In 1853, a professor and preacher named Ransom Dunn set off on a two-year journey to raise funds for Hillsdale College, a young institution of higher learning in southern Michigan. Ransom Dunn would ride on horseback for 6,000 miles through the farm communities of Michigan, Wisconsin and Minnesota, and altogether he raised $22,000—the equivalent of about $500,000 today. The rural families then populating the upper Midwest were not rich. They were braving the winters and struggling to make a living on what was then the American frontier. But these families were willing to part voluntarily with $10, $50, $100 apiece—the highest contribution was $200—to support Hillsdale’s mission—a mission set forth in the College’s Articles of Association, whose authors proclaimed themselves “grateful to God for the inestimable blessings resulting from the prevalence of civil and religious liberty and intelligent piety in the land, and believing that the diffusion of sound learning is essential to the perpetuity of these blessings.”

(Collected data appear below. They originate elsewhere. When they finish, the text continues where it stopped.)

//! File-backed cache of recently fetched weather records.
//!
//! Entries are kept newest first and capped; lookups return the most recently
//! inserted match. The file is opened, read or written, and closed on every
//! call. There is no cross-process locking: concurrent writers race and the
//! last one wins.

use std::{
    collections::VecDeque,
    fs, io,
    path::{Path, PathBuf},
};

use chrono::Utc;
use serde::Serialize;
use serde_json::Value;
use thiserror::Error;

use crate::model::{CacheEntry, Coordinates, Lookup, WeatherRecord};

/// Upper bound on stored entries; a configured capacity above it is clamped.
pub const DEFAULT_CAPACITY: usize = 10;
pub const DEFAULT_TOLERANCE: f64 = 0.01;

/// A sequence with insert-front / evict-tail semantics and a fixed capacity.
#[derive(Debug, Clone, PartialEq)]
pub struct BoundedRecent<T> {
    items: VecDeque<T>,
    capacity: usize,
}

impl<T> BoundedRecent<T> {
    pub fn new(capacity: usize) -> Self {
        Self {
            items: VecDeque::with_capacity(capacity),
            capacity,
        }
    }

    /// Builds from items already ordered newest first, dropping any overflow.
    pub fn from_newest_first(items: impl IntoIterator<Item = T>, capacity: usize) -> Self {
        let mut items: VecDeque<T> = items.into_iter().collect();
        items.truncate(capacity);
        Self { items, capacity }
    }

    /// Prepends `item`, returning whatever fell off the tail.
    pub fn push_front(&mut self, item: T) -> Option<T> {
        if self.capacity == 0 {
            return Some(item);
        }
        self.items.push_front(item);
        if self.items.len() > self.capacity {
            self.items.pop_back()
        } else {
            None
        }
    }

    pub fn iter(&self) -> impl Iterator<Item = &T> {
        self.items.iter()
    }

    pub fn len(&self) -> usize {
        self.items.len()
    }

    pub fn is_empty(&self) -> bool {
        self.items.is_empty()
    }

    pub fn capacity(&self) -> usize {
        self.capacity
    }
}

#[derive(Debug, Error)]
pub enum CacheWriteError {
    #[error("failed to serialize cache: {0}")]
    Serialize(#[from] serde_json::Error),

    #[error("failed to write cache file {path}: {source}")]
    Io {
        path: PathBuf,
        #[source]
        source: io::Error,
    },
}

#[derive(Serialize)]
struct CacheDocument<'a> {
    cache: Vec<&'a CacheEntry>,
}

#[derive(Debug, Clone)]
pub struct WeatherCache {
    path: PathBuf,
    capacity: usize,
}

impl WeatherCache {
    /// `capacity` is clamped to [`DEFAULT_CAPACITY`].
    pub fn new(path: impl Into<PathBuf>, capacity: usize) -> Self {
        Self {
            path: path.into(),
            capacity: capacity.min(DEFAULT_CAPACITY),
        }
    }

    pub fn path(&self) -> &Path {
        &self.path
    }

    /// Reads the cache file. A missing or unreadable file is an empty cache.
    pub fn load(&self) -> BoundedRecent<CacheEntry> {
        let contents = match fs::read_to_string(&self.path) {
            Ok(contents) => contents,
            Err(e) => {
                if e.kind() != io::ErrorKind::NotFound {
                    tracing::debug!(path = %self.path.display(), "cannot read cache: {}", e);
                }
                return BoundedRecent::new(self.capacity);
            }
        };

        BoundedRecent::from_newest_first(parse_entries(&contents), self.capacity)
    }

    /// Prepends a new entry stamped with the current time and rewrites the file.
    ///
    /// Fire-and-forget: callers are expected to log and drop the error, never
    /// to fail their own operation because of it.
    pub fn record_entry(
        &self,
        record: &WeatherRecord,
        city: Option<&str>,
        coordinates: Option<Coordinates>,
    ) -> Result<(), CacheWriteError> {
        let entry = CacheEntry {
            city: city.map(str::to_string),
            lat: coordinates.map(|c| c.lat),
            lon: coordinates.map(|c| c.lon),
            fetched_at: Utc::now(),
            weather_data: record.clone(),
        };

        let mut entries = self.load();
        entries.push_front(entry);
        self.persist(&entries)
    }

    /// Case-insensitive exact match on the stored city name.
    pub fn find_by_city(&self, city: &str) -> Option<WeatherRecord> {
        self.load()
            .iter()
            .find(|entry| entry.matches_city(city))
            .map(|entry| entry.weather_data.clone())
    }

    /// Any entry whose stored coordinates lie within `tolerance` on both axes.
    pub fn find_by_coordinates(
        &self,
        lat: f64,
        lon: f64,
        tolerance: f64,
    ) -> Option<WeatherRecord> {
        let wanted = Coordinates::new(lat, lon);

        self.load()
            .iter()
            .find(|entry| {
                entry
                    .coordinates()
                    .is_some_and(|c| c.within(&wanted, tolerance))
            })
            .map(|entry| entry.weather_data.clone())
    }

    pub fn find(&self, lookup: &Lookup) -> Option<WeatherRecord> {
        match lookup {
            Lookup::City(city) => self.find_by_city(city),
            Lookup::Coordinates(c) => self.find_by_coordinates(c.lat, c.lon, DEFAULT_TOLERANCE),
        }
    }

    fn persist(&self, entries: &BoundedRecent<CacheEntry>) -> Result<(), CacheWriteError> {
        let doc = CacheDocument {
            cache: entries.iter().collect(),
        };
        let json = serde_json::to_string_pretty(&doc)?;

        let io_err = |source: io::Error| CacheWriteError::Io {
            path: self.path.clone(),
            source,
        };

        if let Some(parent) = self.path.parent().filter(|p| !p.as_os_str().is_empty()) {
            fs::create_dir_all(parent).map_err(io_err)?;
        }

        // readers see either the old or the new document, never half of one
        let tmp = self.path.with_extension("json.tmp");
        fs::write(&tmp, json).map_err(io_err)?;
        fs::rename(&tmp, &self.path).map_err(io_err)?;

        Ok(())
    }
}

/// Normalizes the accepted file shapes to a newest-first list:
/// `{"cache": [...]}`, a bare list, or a single bare entry.
fn parse_entries(contents: &str) -> Vec<CacheEntry> {
    let value: Value = match serde_json::from_str(contents) {
        Ok(value) => value,
        Err(e) => {
            tracing::debug!("cache file is not valid JSON, ignoring it: {}", e);
            return Vec::new();
        }
    };

    let raw = match value {
        Value::Object(map) if map.contains_key("weather_data") => vec![Value::Object(map)],
        Value::Object(mut map) => match map.remove("cache") {
            Some(Value::Array(items)) => items,
            _ => Vec::new(),
        },
        Value::Array(items) => items,
        _ => Vec::new(),
    };

    raw.into_iter()
        .filter_map(|item| match serde_json::from_value::<CacheEntry>(item) {
            Ok(entry) => Some(entry),
            Err(e) => {
                tracing::debug!("skipping malformed cache entry: {}", e);
                None
            }
        })
        .collect()
}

We can learn several lessons from the horseback rides of Ransom Dunn. To begin with, charitable giving in America has never been the exclusive province of wealthy people. Throughout our history, Americans from all walks of life have given generously for charitable causes. Indeed, the most generous Americans today—the group that gives the most to charity as a proportion of their income—are the working poor.
Second, unlike many of those seeking donations in the charity world today, Ransom Dunn did not raise funds for Hillsdale by appealing to donors’ guilt, or by urging them to “give back” to society. Instead, he appealed to their ideals and aspirations, their religious principles, and their desire to create an institution of learning in the upper Midwest. Hillsdale was also an important center of anti-slavery teaching, and Dunn appealed to the convictions of people who sought an end to this great evil in our nation.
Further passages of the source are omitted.